Posted: Sat Dec 01, 2018 11:47 am
by Hockeyhead
If you see the attached picture it shows that there seems to be some misalignment of the z-axis to the cutting surface.

spoil board.jpg
spoil board.jpg (57.87 KiB) Viewed 349 times

I noticed this when surfacing a piece of plywood for use as a spoil board. In the picture the plywood highlights the problem. Essentially there are small ridges formed on each path rather than a nice smooth surface. To me this seems to point that the router bit is not 90 degrees to the spoil board surface, there is some theta rotation. To clarify, if you were standing at the front of the machine, think of rotating the spindle toward you or away from you, that is the direction of rotation I'm talking about.

Has anyone else experienced this? If so, how did you correct it? It may not be a big deal overall as far as affecting the work done on the machine, but it doesn't seem to be ideal. Thanks.

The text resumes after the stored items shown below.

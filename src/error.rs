//! Stage load errors
//!
//! Anything wrong with a stage is caught before the first tick. Gameplay
//! itself never returns errors.

use thiserror::Error;

#[derive(Error, Debug)]
pub enum StageError {
    #[error("Could not read stage file: {0}")]
    Io(#[from] std::io::Error),

    #[error("Malformed stage JSON: {0}")]
    Json(#[from] serde_json::Error),

    #[error("Stage has no bricks")]
    NoBricks,

    #[error("Breakable brick {index} has no damage states")]
    EmptyBrickStates { index: usize },

    #[error("Brick {index} has a non-positive size")]
    InvalidBrickSize { index: usize },

    #[error("Paddle is missing: width {width} and speed {speed} must both be positive")]
    InvalidPaddle { width: f32, speed: f32 },

    #[error("Paddle at y={y} lies outside the field ({bottom}..{top})")]
    PaddleOutsideField { y: f32, bottom: f32, top: f32 },

    #[error("Field is degenerate: half width {half_width}, killzone {killzone_y}, top {top}")]
    InvalidField {
        half_width: f32,
        killzone_y: f32,
        top: f32,
    },

    #[error("Ball speed {speed} must be positive and no greater than max speed {max_speed}")]
    InvalidBallSpeed { speed: f32, max_speed: f32 },

    #[error("Ball radius {0} must be positive")]
    InvalidBallRadius(f32),

    #[error("Effect {effect} has activation chance {chance} outside [0, 1]")]
    InvalidChance { effect: &'static str, chance: f32 },

    #[error("Effect {effect} has a non-positive duration {duration}")]
    InvalidDuration { effect: &'static str, duration: f32 },

    #[error("Starting lives must be at least 1")]
    NoLives,
}
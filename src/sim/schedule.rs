//! Timed, reversible ball mutations
//!
//! A temporary effect is a start/end pair: `start` runs when the effect is
//! applied, `end` runs once its duration of simulated time has elapsed. The
//! countdown is advanced by the tick `dt`, so pausing the simulation pauses
//! every timer with it.

use serde::{Deserialize, Serialize};

use super::ball::Ball;

/// A reversible mutation applied to a single ball
#[derive(Debug, Clone, Copy, PartialEq, Serialize, Deserialize)]
pub enum TimedEffect {
    /// Scale the ball (visual and collision size) from `original` to `grown`
    Grow { original: f32, grown: f32 },
    /// Steer toward the nearest brick
    Homing,
    /// Pull horizontally toward the paddle
    Magnet,
}

impl TimedEffect {
    pub fn start(&self, ball: &mut Ball) {
        match *self {
            TimedEffect::Grow { grown, .. } => {
                ball.scale = grown;
                ball.is_grown = true;
            }
            TimedEffect::Homing => {
                ball.homing_active = true;
                log::debug!("Ball {} homing started", ball.id);
            }
            TimedEffect::Magnet => {
                ball.magnet_active = true;
                log::debug!("Ball {} magnet started", ball.id);
            }
        }
    }

    pub fn end(&self, ball: &mut Ball) {
        match *self {
            TimedEffect::Grow { original, .. } => {
                ball.scale = original;
                ball.is_grown = false;
            }
            TimedEffect::Homing => {
                ball.homing_active = false;
                log::debug!("Ball {} homing ended", ball.id);
            }
            TimedEffect::Magnet => {
                ball.magnet_active = false;
                log::debug!("Ball {} magnet ended", ball.id);
            }
        }
    }
}

/// A pending end-mutation with the simulated seconds left before it fires
#[derive(Debug, Clone, Copy, PartialEq, Serialize, Deserialize)]
pub struct ScheduledEffect {
    pub effect: TimedEffect,
    pub remaining: f32,
}

/// Count every entry down by `dt` and remove the expired ones, returned in
/// the order they were scheduled.
pub fn advance(pending: &mut Vec<ScheduledEffect>, dt: f32) -> Vec<TimedEffect> {
    let mut expired = Vec::new();
    pending.retain_mut(|entry| {
        entry.remaining -= dt;
        if entry.remaining <= 0.0 {
            expired.push(entry.effect);
            false
        } else {
            true
        }
    });
    expired
}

Re: Alignment issue observed when cutting spoil board

Posted: Sat Dec 01, 2018 9:52 pm
by pearcrl
Hi, Just a guess, it looks like you used a 1.5 or 2 inch tool to cut the surface. Unless you usually use a large tool or you make deep cuts or need to cut precision slots, it probably wont make a difference. As a retired toolmaker I checked my spindle as soon as I got my Comet. The easiest way to square the head is attach a dial indicator to the spindle and set the diameter of the sweep to touch the high points of the cut. Use shims on the left or right or front and back of the spindle mount to get the total indicated runout as close to zero as possible. If you have access to a precision flat plate you can place it on the spoil board so it rests on the two ridges for a more accurate check.

Re: Alignment issue observed when cutting spoil board

Posted: Tue Dec 18, 2018 8:22 am
by 4DThinker
Old post, but I'll chip in anyway. We have a Meteor where I work that produced similar lines when milling off the spoilboard with a 1" end mill. A quick check of the Z axis against the perimeter frame showed Z was tipped back about 2 degrees.

To fix this we took out the front bolts holding the gantry beam to the gantry risers. We opened up the through hole with a slightly larger drill bit. that let us rotate the beam so Z axis was square to the frame, then tightened all the bolts.